Senator Vitter. Right. Well, we can just disagree about
this. I will answer my own question. I think it is obvious that
you would not be on the short list by SIPC the next time, and
that is the conflict I am talking about, similar to the
conflict in terms of industry members of SIPC.
Let me end on that note. First of all, thank you all very
much for your testimony and your participation. I think this
has been an important and productive discussion.
I am determined that this discussion moves to action in
terms of appropriate reform, and I am equally determined that
there will be no confirmation of outstanding proposed SIPC
members unless and until that reform happens. So, I look
forward to all of that.
Thank you very much. The hearing is adjourned.
[Whereupon, at 11:20 a.m., the hearing was adjourned.]
[Prepared statements and additional material supplied for
the record follow:]
PREPARED STATEMENT OF STEPHEN P. HARBECK
President and CEO
Securities Investor Protection Corporation
September 30, 2015
Chairman Crapo, Ranking Member Warner, and Members of the
Subcommittee:
Thank you for the opportunity to brief you on the progress the
Securities Investor Protection Corporation (SIPC) has made since the
beginning of the 2008 financial crisis.
The Subcommittee has asked how SIPC is protecting investors, how
SIPC is responding to recent claims and customer protection, and if
there are any reforms Congress should consider. The best way to
describe how SIPC protects investors, responds to claims, and operates
the customer protection regime mandated by statute is to provide you
with an overview of SIPC's performance since the beginning of the 2008
financial crisis, which includes the most significant cases in SIPC's
history. Potential reforms will be addressed at the end of this
statement. The narrative which follows demonstrates that SIPC has
protected investors as contemplated by the Securities Investor
Protection Act (SIPA). I believe the results achieved to date are
impressive, given the scope of the challenges presented.

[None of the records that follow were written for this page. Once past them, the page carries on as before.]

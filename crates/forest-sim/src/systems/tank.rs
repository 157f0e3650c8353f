//! Tank driving, turret aiming, tree knocking and the player's seed economy.

use std::f64::consts::PI;

use glam::DVec3;
use hecs::{Entity, World};
use log::{debug, warn};

use forest_core::components::{PhysicsBody, SeedStock, Tank, Tree};
use forest_core::config::Tuning;
use forest_core::constants::{PLANT_DISTANCE_BEHIND, TURRET_ARC};
use forest_core::events::SimEvent;
use forest_core::math::{
    delta_angle, heading_vector, lerp, move_towards, move_towards_angle, normalize_radians,
};
use forest_core::types::{RenderHandle, Transform};

use super::{lifecycle_violation, physics, tree};
use crate::bridge::{Contact, SceneBridge};
use crate::registry::Registry;
use crate::world_setup;

/// Turn toward `target` heading and accelerate forward.
///
/// The commanded speed scales down with the remaining turn, so a tank facing
/// away from its target barely moves until it has come around.
pub fn steer(
    world: &mut World,
    bridge: &mut dyn SceneBridge,
    entity: Entity,
    target: f64,
    goal_speed: f64,
    dt: f64,
    tuning: &Tuning,
) {
    let (tank, body, transform, handle) = world
        .query_one_mut::<(&mut Tank, &mut PhysicsBody, &mut Transform, &RenderHandle)>(entity)
        .unwrap_or_else(|_| lifecycle_violation(entity, "tank"));

    let heading = move_towards_angle(transform.heading(), target, tuning.tank_turn_rate * dt);
    transform.rotation.y = heading;
    let alignment = 1.0 - delta_angle(heading, target).abs() / PI;
    let goal = lerp(0.0, goal_speed, alignment);
    tank.speed = move_towards(tank.speed, goal, tuning.tank_speed_change_rate * dt);
    physics::add_acceleration(body, heading_vector(heading) * tank.speed);
    tank.moving = true;
    bridge.sync_transform(*handle, transform);
}

/// Brake once if the tank was moving.
pub fn stop(world: &mut World, entity: Entity, tuning: &Tuning) {
    let (tank, body) = world
        .query_one_mut::<(&mut Tank, &mut PhysicsBody)>(entity)
        .unwrap_or_else(|_| lifecycle_violation(entity, "tank"));
    if tank.moving {
        let brake = body.velocity * -tuning.tank_brake_factor;
        physics::add_acceleration(body, brake);
        tank.moving = false;
    }
}

/// Swing the turret toward a world heading, limited to the forward arc.
pub fn look(world: &mut World, entity: Entity, target: f64, dt: f64, tuning: &Tuning) {
    let (tank, transform) = world
        .query_one_mut::<(&mut Tank, &Transform)>(entity)
        .unwrap_or_else(|_| lifecycle_violation(entity, "tank"));
    let relative = normalize_radians(target - transform.heading());
    tank.turret = move_towards_angle(tank.turret, relative, tuning.tank_turn_rate * dt)
        .clamp(-TURRET_ARC, TURRET_ARC);
}

/// Physics step shared by every tank, followed by tree knocking. Returns the
/// contacts of the move.
pub fn update(
    world: &mut World,
    sets: &mut Registry,
    bridge: &mut dyn SceneBridge,
    events: &mut Vec<SimEvent>,
    entity: Entity,
    dt: f64,
    tuning: &Tuning,
) -> Vec<Contact> {
    let contacts = physics::step(world, bridge, entity, dt, tuning);
    knock_trees(world, sets, bridge, events, entity, tuning);
    contacts
}

/// Push every nearby tree whose trunk touches the tank body.
pub fn knock_trees(
    world: &mut World,
    sets: &mut Registry,
    bridge: &mut dyn SceneBridge,
    events: &mut Vec<SimEvent>,
    entity: Entity,
    tuning: &Tuning,
) {
    let (position, handle) = {
        let (transform, handle) = world
            .query_one_mut::<(&Transform, &RenderHandle)>(entity)
            .unwrap_or_else(|_| lifecycle_violation(entity, "tank"));
        (transform.position, *handle)
    };

    let touching: Vec<(Entity, DVec3)> = sets
        .trees
        .iter()
        .filter_map(|candidate| {
            let mut query = world.query_one::<(&Transform, &RenderHandle)>(candidate).ok()?;
            let (transform, tree_handle) = query.get()?;
            let dir = transform.position - position;
            let touches = dir.length_squared() < tuning.tree_contact_distance_sq
                && bridge.intersects(*tree_handle, handle);
            touches.then_some((candidate, dir))
        })
        .collect();

    for (target, dir) in touching {
        tree::push(world, sets, bridge, events, target, dir);
    }
}

/// Pick up every seed the player bumped into this tick. Each seed is
/// collected at most once even if several contacts report it.
pub fn collect_seeds(
    world: &mut World,
    sets: &mut Registry,
    events: &mut Vec<SimEvent>,
    player: Entity,
    contacts: &[Contact],
) {
    for contact in contacts {
        let Contact::Instance(handle) = contact else {
            continue;
        };
        let Some(seed) = sets.entity_for(*handle) else {
            continue;
        };
        if !sets.seeds.contains(seed) || !sets.queue_removal(seed) {
            continue;
        }
        let mut stock = world
            .get::<&mut SeedStock>(player)
            .unwrap_or_else(|_| lifecycle_violation(player, "seed stock"));
        stock.seeds += 1;
        events.push(SimEvent::SeedCollected { stock: stock.seeds });
        debug!("player collected seed {seed:?}, holding {}", stock.seeds);
    }
}

/// Plant a sapling behind the player, consuming one seed. Returns the new
/// tree, or `None` when the player has no seeds.
pub fn plant(
    world: &mut World,
    sets: &mut Registry,
    bridge: &mut dyn SceneBridge,
    events: &mut Vec<SimEvent>,
    player: Entity,
) -> Option<Entity> {
    let (stock, transform) = world
        .query_one_mut::<(&mut SeedStock, &Transform)>(player)
        .unwrap_or_else(|_| lifecycle_violation(player, "seed stock"));
    if stock.seeds == 0 {
        warn!("plant requested with no seeds");
        return None;
    }
    stock.seeds -= 1;
    let remaining = stock.seeds;

    let behind = transform.position - heading_vector(transform.heading()) * PLANT_DISTANCE_BEHIND;
    let position = DVec3::new(behind.x, 0.0, behind.z);
    let sapling = world_setup::spawn_tree(world, sets, bridge, position, Tree::sapling());
    events.push(SimEvent::TreePlanted {
        position,
        stock: remaining,
    });
    debug!("planted sapling {sapling:?}, {remaining} seeds left");
    Some(sapling)
}
//! Systems that operate on the simulation world each tick.
//!
//! Systems are free functions over the hecs world, the membership
//! [`Registry`](crate::registry::Registry) and the scene bridge. They hold no
//! state of their own apart from the small spawner and lighting records the
//! engine owns.

pub mod cleanup;
pub mod daynight;
pub mod enemy;
pub mod health;
pub mod physics;
pub mod seed;
pub mod snapshot;
pub mod tank;
pub mod tree;

use hecs::Entity;

/// An updating entity is missing a component its role requires. This only
/// happens when an entity is touched after disposal.
pub(crate) fn lifecycle_violation(entity: Entity, component: &str) -> ! {
    panic!("entity {entity:?} has no {component}; was it used after disposal?")
}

How is SIPC protecting investors and how has it responded to recent
claims and customer protection?
Lehman Brothers Inc.
Lehman Brothers is the largest bankruptcy proceeding of any kind in
history. With securities customers' accounts essentially frozen and
substantial customer assets at risk, SIPC initiated a customer
protection proceeding on September 19, 2008. That same day, in what has
been called the most important bankruptcy hearing in history,
Bankruptcy Judge James Peck approved the transfer of 110,000 customer
accounts containing $92 billion in assets to solvent brokerage firms.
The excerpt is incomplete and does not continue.